* BRIEF: There is one span to output from the data below: the lines starting at the line with "about to run" and ending at the line with "entered the conversation". Output it exactly, ends included, nothing more.

(Stored data)
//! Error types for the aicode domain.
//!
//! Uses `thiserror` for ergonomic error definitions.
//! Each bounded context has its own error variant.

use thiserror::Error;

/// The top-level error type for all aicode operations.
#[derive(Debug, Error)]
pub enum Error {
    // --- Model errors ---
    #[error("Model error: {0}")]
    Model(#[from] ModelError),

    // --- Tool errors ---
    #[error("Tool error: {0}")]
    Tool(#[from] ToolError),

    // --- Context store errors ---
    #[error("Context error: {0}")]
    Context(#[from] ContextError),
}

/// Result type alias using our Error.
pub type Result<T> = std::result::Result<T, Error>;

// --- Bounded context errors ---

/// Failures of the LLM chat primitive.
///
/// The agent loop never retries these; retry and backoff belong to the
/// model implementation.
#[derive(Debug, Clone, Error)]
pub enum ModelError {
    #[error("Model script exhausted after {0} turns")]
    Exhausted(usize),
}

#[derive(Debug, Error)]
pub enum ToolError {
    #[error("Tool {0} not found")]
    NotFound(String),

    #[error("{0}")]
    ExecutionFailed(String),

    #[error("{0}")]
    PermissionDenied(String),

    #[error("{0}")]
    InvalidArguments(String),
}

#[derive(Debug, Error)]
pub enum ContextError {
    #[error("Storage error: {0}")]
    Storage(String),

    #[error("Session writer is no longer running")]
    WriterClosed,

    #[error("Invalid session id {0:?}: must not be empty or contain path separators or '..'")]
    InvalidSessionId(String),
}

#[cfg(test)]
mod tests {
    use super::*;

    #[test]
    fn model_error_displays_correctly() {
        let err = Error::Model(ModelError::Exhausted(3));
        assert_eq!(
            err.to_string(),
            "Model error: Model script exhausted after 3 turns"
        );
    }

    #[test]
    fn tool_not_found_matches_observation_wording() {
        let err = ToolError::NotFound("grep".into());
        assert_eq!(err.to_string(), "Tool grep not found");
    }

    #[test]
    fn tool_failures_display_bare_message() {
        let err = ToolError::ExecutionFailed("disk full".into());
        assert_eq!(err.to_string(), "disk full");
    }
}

==

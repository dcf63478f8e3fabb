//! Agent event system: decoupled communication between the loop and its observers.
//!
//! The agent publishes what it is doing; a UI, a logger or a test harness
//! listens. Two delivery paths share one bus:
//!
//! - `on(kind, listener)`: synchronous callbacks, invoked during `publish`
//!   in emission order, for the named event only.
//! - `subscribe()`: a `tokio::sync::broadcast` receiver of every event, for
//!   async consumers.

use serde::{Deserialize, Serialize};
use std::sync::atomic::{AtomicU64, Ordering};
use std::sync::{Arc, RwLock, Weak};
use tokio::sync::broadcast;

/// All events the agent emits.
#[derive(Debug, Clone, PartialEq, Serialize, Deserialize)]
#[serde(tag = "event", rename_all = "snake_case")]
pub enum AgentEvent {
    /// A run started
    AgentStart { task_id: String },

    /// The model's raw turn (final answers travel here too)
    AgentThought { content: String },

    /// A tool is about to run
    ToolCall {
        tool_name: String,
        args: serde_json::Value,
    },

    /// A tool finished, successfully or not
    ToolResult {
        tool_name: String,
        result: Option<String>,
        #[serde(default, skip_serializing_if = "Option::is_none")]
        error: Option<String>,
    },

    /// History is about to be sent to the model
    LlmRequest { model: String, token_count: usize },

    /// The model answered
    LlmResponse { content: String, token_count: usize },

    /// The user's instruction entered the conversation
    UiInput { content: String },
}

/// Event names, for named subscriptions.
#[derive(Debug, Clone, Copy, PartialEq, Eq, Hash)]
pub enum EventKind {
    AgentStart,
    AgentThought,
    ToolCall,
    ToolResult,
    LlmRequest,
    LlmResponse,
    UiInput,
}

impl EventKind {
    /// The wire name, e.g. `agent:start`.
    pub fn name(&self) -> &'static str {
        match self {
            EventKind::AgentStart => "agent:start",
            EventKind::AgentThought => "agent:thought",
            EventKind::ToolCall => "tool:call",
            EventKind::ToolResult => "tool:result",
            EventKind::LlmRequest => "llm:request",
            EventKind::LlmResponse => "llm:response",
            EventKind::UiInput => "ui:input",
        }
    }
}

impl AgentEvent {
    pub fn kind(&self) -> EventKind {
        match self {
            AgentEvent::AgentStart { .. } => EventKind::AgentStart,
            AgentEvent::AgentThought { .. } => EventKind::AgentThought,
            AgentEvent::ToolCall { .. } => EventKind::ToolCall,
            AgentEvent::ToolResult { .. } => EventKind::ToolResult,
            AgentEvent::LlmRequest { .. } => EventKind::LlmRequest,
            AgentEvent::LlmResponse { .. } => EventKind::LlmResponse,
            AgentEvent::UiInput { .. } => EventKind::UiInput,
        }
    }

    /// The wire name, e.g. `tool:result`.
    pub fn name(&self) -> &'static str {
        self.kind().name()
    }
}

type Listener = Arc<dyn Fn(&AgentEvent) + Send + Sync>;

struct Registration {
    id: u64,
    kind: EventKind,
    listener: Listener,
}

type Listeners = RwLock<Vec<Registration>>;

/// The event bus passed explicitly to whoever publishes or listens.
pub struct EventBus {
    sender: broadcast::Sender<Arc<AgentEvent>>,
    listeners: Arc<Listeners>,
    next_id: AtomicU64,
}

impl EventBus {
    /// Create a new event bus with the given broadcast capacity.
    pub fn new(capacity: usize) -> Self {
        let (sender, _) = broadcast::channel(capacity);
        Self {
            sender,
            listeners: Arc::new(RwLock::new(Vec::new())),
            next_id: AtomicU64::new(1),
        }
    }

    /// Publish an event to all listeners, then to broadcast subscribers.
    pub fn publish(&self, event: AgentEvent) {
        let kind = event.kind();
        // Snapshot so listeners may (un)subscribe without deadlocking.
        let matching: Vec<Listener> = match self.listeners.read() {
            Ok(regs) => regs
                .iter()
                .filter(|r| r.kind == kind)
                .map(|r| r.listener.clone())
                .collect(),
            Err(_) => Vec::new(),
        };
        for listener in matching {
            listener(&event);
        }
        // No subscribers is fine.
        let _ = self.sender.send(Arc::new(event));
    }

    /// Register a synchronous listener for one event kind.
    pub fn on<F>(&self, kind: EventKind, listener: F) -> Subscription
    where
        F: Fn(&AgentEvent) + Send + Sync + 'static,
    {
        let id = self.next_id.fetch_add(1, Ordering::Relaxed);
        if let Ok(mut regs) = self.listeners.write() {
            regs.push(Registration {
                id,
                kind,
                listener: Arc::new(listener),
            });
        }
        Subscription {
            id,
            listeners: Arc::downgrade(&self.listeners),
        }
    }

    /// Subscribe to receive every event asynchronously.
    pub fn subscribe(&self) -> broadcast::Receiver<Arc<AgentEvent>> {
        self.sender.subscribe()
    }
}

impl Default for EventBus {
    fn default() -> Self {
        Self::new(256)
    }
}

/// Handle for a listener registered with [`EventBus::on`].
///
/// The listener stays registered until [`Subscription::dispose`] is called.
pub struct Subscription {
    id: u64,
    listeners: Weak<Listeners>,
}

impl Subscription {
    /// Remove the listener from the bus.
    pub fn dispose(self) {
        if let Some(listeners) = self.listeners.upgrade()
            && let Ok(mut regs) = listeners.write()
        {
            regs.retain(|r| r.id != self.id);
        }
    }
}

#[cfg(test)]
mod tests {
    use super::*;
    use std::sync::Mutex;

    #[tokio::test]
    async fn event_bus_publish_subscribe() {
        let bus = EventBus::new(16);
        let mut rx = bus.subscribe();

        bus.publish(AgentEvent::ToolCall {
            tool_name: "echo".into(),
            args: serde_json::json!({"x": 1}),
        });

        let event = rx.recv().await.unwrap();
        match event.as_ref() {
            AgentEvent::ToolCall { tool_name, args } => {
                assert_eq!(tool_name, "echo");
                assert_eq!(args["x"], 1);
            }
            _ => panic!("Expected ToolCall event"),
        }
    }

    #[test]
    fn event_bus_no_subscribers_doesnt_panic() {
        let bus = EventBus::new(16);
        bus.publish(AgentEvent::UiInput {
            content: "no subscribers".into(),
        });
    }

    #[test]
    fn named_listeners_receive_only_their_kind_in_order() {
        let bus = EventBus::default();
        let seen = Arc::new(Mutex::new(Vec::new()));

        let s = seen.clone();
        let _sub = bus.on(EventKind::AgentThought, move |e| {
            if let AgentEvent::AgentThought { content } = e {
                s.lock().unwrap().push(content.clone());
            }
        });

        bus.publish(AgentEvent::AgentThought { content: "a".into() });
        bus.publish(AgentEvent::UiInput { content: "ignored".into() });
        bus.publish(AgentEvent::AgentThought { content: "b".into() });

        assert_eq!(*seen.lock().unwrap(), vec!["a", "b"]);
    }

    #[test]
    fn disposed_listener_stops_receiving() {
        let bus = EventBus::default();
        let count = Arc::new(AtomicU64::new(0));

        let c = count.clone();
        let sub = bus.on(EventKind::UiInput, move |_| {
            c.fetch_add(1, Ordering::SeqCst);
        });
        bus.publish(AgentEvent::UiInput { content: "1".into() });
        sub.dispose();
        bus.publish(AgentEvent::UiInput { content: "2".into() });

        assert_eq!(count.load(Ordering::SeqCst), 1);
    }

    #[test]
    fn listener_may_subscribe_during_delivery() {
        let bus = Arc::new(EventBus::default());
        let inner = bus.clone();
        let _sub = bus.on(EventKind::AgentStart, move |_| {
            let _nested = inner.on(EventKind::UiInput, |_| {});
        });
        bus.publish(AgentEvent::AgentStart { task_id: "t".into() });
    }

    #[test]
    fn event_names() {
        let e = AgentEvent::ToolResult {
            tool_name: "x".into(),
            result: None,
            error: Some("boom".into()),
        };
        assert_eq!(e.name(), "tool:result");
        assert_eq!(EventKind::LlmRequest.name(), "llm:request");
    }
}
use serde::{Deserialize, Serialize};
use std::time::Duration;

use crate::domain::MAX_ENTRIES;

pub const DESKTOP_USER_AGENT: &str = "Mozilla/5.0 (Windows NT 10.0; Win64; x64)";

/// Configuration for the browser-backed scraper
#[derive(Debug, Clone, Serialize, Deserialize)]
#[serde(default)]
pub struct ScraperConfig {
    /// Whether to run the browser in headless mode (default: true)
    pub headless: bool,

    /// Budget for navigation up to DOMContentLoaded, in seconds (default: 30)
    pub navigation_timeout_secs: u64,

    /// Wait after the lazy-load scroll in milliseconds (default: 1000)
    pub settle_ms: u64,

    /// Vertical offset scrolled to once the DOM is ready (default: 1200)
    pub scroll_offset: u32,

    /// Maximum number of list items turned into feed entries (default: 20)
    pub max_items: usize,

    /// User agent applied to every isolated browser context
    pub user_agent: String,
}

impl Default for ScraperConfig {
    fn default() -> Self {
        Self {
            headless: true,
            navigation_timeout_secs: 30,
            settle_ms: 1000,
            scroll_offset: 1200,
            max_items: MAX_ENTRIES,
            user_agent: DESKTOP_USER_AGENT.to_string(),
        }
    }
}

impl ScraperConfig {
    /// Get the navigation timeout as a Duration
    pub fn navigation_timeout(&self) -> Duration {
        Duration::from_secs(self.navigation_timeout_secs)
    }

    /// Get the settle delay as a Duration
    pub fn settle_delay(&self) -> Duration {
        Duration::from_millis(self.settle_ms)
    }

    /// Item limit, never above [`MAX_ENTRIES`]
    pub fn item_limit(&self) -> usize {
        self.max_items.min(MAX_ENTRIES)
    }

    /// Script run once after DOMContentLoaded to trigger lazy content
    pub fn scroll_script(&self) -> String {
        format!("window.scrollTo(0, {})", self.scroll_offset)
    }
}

* OUTPUT OF THE EXERCISE:
    /// A tool is about to run
    ToolCall {
        tool_name: String,
        args: serde_json::Value,
    },

    /// A tool finished, successfully or not
    ToolResult {
        tool_name: String,
        result: Option<String>,
        #[serde(default, skip_serializing_if = "Option::is_none")]
        error: Option<String>,
    },

    /// History is about to be sent to the model
    LlmRequest { model: String, token_count: usize },

    /// The model answered
    LlmResponse { content: String, token_count: usize },

    /// The user's instruction entered the conversation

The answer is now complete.